* [EXERCISE BRIEF]
Up to and including the line with "(fuel, memory, timeout)", repeat every line of the listing exactly, beginning at the first.
----
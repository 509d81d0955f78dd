//! Configuration structures for playpen.
//!
//! This module defines configuration options for the moving parts:
//! - [`SandboxConfig`]: Preview sandbox settings (engine + execution limits)
//! - [`EngineConfig`]: Wasmtime engine settings
//! - [`ExecutionConfig`]: Per-session execution limits (fuel, memory, timeout)
//! - [`PipelineConfig`]: Rebuild scheduling, sharing and persistence gates

use std::time::Duration;

use serde::{Deserialize, Serialize};

/// Preview sandbox configuration.
#[derive(Debug, Clone, Default, Deserialize, Serialize)]
pub struct SandboxConfig {
    /// Wasmtime engine configuration.
    #[serde(default)]
    pub engine: EngineConfig,

    /// Per-session execution configuration.
    #[serde(default)]
    pub execution: ExecutionConfig,
}

/// Wasmtime engine configuration.
///
/// These settings affect the engine shared by the toolchain and every
/// preview session.
#[derive(Debug, Clone, Deserialize, Serialize)]
pub struct EngineConfig {
    /// Enable the pooling allocator.
    ///
    /// A playground runs one preview session at a time, so the on-demand
    /// allocator is the default.
    #[serde(default = "defaults::pooling_allocator")]
    pub pooling_allocator: bool,

    /// Maximum concurrent instances in the pool.
    ///
    /// Only effective when `pooling_allocator` is enabled.
    #[serde(default = "defaults::max_instances")]
    pub max_instances: u32,

    /// Memory per instance slot in megabytes.
    #[serde(default = "defaults::instance_memory_mb")]
    pub instance_memory_mb: u32,

    /// Enable epoch-based interruption.
    ///
    /// When enabled, a background ticker advances the epoch every
    /// `epoch_tick_ms` and sessions trap once `timeout_ms` ticks elapse.
    #[serde(default = "defaults::epoch_interruption")]
    pub epoch_interruption: bool,

    /// Epoch tick interval in milliseconds.
    #[serde(default = "defaults::epoch_tick_ms")]
    pub epoch_tick_ms: u64,
}

impl Default for EngineConfig {
    fn default() -> Self {
        Self {
            pooling_allocator: defaults::pooling_allocator(),
            max_instances: defaults::max_instances(),
            instance_memory_mb: defaults::instance_memory_mb(),
            epoch_interruption: defaults::epoch_interruption(),
            epoch_tick_ms: defaults::epoch_tick_ms(),
        }
    }
}

impl EngineConfig {
    /// Get the epoch tick interval as a `Duration`.
    pub fn epoch_tick(&self) -> Duration {
        Duration::from_millis(self.epoch_tick_ms.max(1))
    }
}

/// Per-session execution configuration.
#[derive(Debug, Clone, Deserialize, Serialize)]
pub struct ExecutionConfig {
    /// Maximum fuel (CPU instructions) per preview run.
    #[serde(default = "defaults::max_fuel")]
    pub max_fuel: u64,

    /// Execution timeout in milliseconds (epoch ticks).
    ///
    /// Only effective when epoch interruption is enabled on the engine.
    #[serde(default = "defaults::timeout_ms")]
    pub timeout_ms: u64,

    /// Maximum linear memory in megabytes.
    #[serde(default = "defaults::max_memory_mb")]
    pub max_memory_mb: u32,

    /// Enable fuel metering.
    #[serde(default = "defaults::fuel_metering")]
    pub fuel_metering: bool,

    /// Fuel consumed between cooperative yields back to the scheduler.
    ///
    /// Yielding lets a long-running guest be torn down promptly when a new
    /// bundle arrives.
    #[serde(default = "defaults::yield_interval")]
    pub yield_interval: u64,
}

impl Default for ExecutionConfig {
    fn default() -> Self {
        Self {
            max_fuel: defaults::max_fuel(),
            timeout_ms: defaults::timeout_ms(),
            max_memory_mb: defaults::max_memory_mb(),
            fuel_metering: defaults::fuel_metering(),
            yield_interval: defaults::yield_interval(),
        }
    }
}

impl ExecutionConfig {
    /// Get the timeout as a `Duration`.
    pub fn timeout(&self) -> Duration {
        Duration::from_millis(self.timeout_ms)
    }

    /// Get the memory limit in bytes.
    pub fn max_memory_bytes(&self) -> usize {
        (self.max_memory_mb as usize) * 1024 * 1024
    }
}

/// Pipeline controller configuration.
#[derive(Debug, Clone, Deserialize, Serialize)]
pub struct PipelineConfig {
    /// Trailing-edge rebuild window in milliseconds.
    #[serde(default = "defaults::throttle_ms")]
    pub throttle_ms: u64,

    /// Base URL that share links are built on.
    #[serde(default = "defaults::share_base_url")]
    pub share_base_url: String,

    /// Allow a pen encoded in the start-up URL to be loaded.
    #[serde(default = "defaults::allow_url_pen")]
    pub allow_url_pen: bool,

    /// Allow pens and settings to be read from and written to storage.
    #[serde(default = "defaults::allow_storage")]
    pub allow_storage: bool,
}

impl Default for PipelineConfig {
    fn default() -> Self {
        Self {
            throttle_ms: defaults::throttle_ms(),
            share_base_url: defaults::share_base_url(),
            allow_url_pen: defaults::allow_url_pen(),
            allow_storage: defaults::allow_storage(),
        }
    }
}

impl PipelineConfig {
    /// Get the rebuild window as a `Duration`.
    pub fn throttle(&self) -> Duration {
        Duration::from_millis(self.throttle_ms)
    }
}

/// Default value functions for serde.
mod defaults {
    pub const fn pooling_allocator() -> bool {
        false
    }

    pub const fn max_instances() -> u32 {
        16
    }

    pub const fn instance_memory_mb() -> u32 {
        64
    }

    pub const fn epoch_interruption() -> bool {
        false
    }

    pub const fn epoch_tick_ms() -> u64 {
        1
    }

    pub const fn max_fuel() -> u64 {
        50_000_000
    }

    pub const fn timeout_ms() -> u64 {
        5_000
    }

    pub const fn max_memory_mb() -> u32 {
        64
    }

    pub const fn fuel_metering() -> bool {
        true
    }

    pub const fn yield_interval() -> u64 {
        10_000
    }

    pub const fn throttle_ms() -> u64 {
        500
    }

    pub fn share_base_url() -> String {
        "http://127.0.0.1:8080/".to_string()
    }

    pub const fn allow_url_pen() -> bool {
        true
    }

    pub const fn allow_storage() -> bool {
        true
    }
}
----
* [WRITTEN REPLY]
repository 509d81d0955f78dd
//! Configuration structures for playpen.
//!
//! This module defines configuration options for the moving parts:
//! - [`SandboxConfig`]: Preview sandbox settings (engine + execution limits)
//! - [`EngineConfig`]: Wasmtime engine settings
//! - [`ExecutionConfig`]: Per-session execution limits (fuel, memory, timeout)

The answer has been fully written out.